*** Data supplied Section Begins ***
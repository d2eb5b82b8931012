use std::sync::Arc;

use tokio::sync::{Notify, watch};
use tracing::{info, warn};

use courier::{
	config::Config,
	smtp::{DkimCache, SmtpRelay},
	store::{Store, listener::QueueListener},
	telemetry,
	worker::{EmailWorker, WebhookDispatcher},
};

#[tokio::main]
async fn main() -> Result<(), Box<dyn std::error::Error>> {
	let config = Config::from_env()?;
	let _telemetry = telemetry::init(&config)?;

	let store = Store::connect(&config.database_url, config.worker.concurrency as u32 + 4).await?;
	store.ensure_schema().await?;

	let relay = Arc::new(SmtpRelay::new(config.smtp.clone(), config.hostname.clone()));
	if let Err(err) = relay.verify().await {
		warn!(
			host = %config.smtp.host,
			port = config.smtp.port,
			"SMTP relay verification failed: {err}"
		);
	}

	let message_wake = Arc::new(Notify::new());
	let webhook_wake = Arc::new(Notify::new());
	let (shutdown_tx, shutdown_rx) = watch::channel(false);

	let email_worker = EmailWorker::new(
		Arc::new(store.clone()),
		relay.clone(),
		Arc::new(DkimCache::new(config.worker.dkim_cache_ttl)),
		config.hostname.clone(),
		&config.worker,
		message_wake.clone(),
	);
	let dispatcher = WebhookDispatcher::new(
		Arc::new(store.clone()),
		&config.worker,
		webhook_wake.clone(),
	);
	let listener = QueueListener::new(
		store.clone(),
		config.worker.poll_interval,
		config.worker.visibility_timeout,
		message_wake,
		webhook_wake,
	);

	let email_task = tokio::spawn(email_worker.run(shutdown_rx.clone()));
	let webhook_task = tokio::spawn(dispatcher.run(shutdown_rx.clone()));
	let listener_task = tokio::spawn(listener.run(shutdown_rx));

	info!(
		concurrency = config.worker.concurrency,
		poll_interval_ms = config.worker.poll_interval.as_millis() as u64,
		"courier worker up"
	);

	wait_for_shutdown_signal().await;
	info!("shutdown requested, draining in-flight work");
	let _ = shutdown_tx.send(true);

	for task in [email_task, webhook_task, listener_task] {
		let _ = task.await;
	}

	relay.close().await;
	store.close().await;
	info!("courier worker stopped");
	Ok(())
}

#[cfg(unix)]
async fn wait_for_shutdown_signal() {
	use tokio::signal::unix::{SignalKind, signal};

	let mut sigterm = match signal(SignalKind::terminate()) {
		Ok(sigterm) => sigterm,
		Err(err) => {
			warn!("SIGTERM handler unavailable: {err}");
			let _ = tokio::signal::ctrl_c().await;
			return;
		}
	};
	tokio::select! {
		_ = tokio::signal::ctrl_c() => {}
		_ = sigterm.recv() => {}
	}
}

#[cfg(not(unix))]
async fn wait_for_shutdown_signal() {
	let _ = tokio::signal::ctrl_c().await;
}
*** Data supplied Section Ends ***
Exercise description => What lines in the data above carry "hostname"? Return them all.

Solution for this task =>
	let relay = Arc::new(SmtpRelay::new(config.smtp.clone(), config.hostname.clone()));
		config.hostname.clone(),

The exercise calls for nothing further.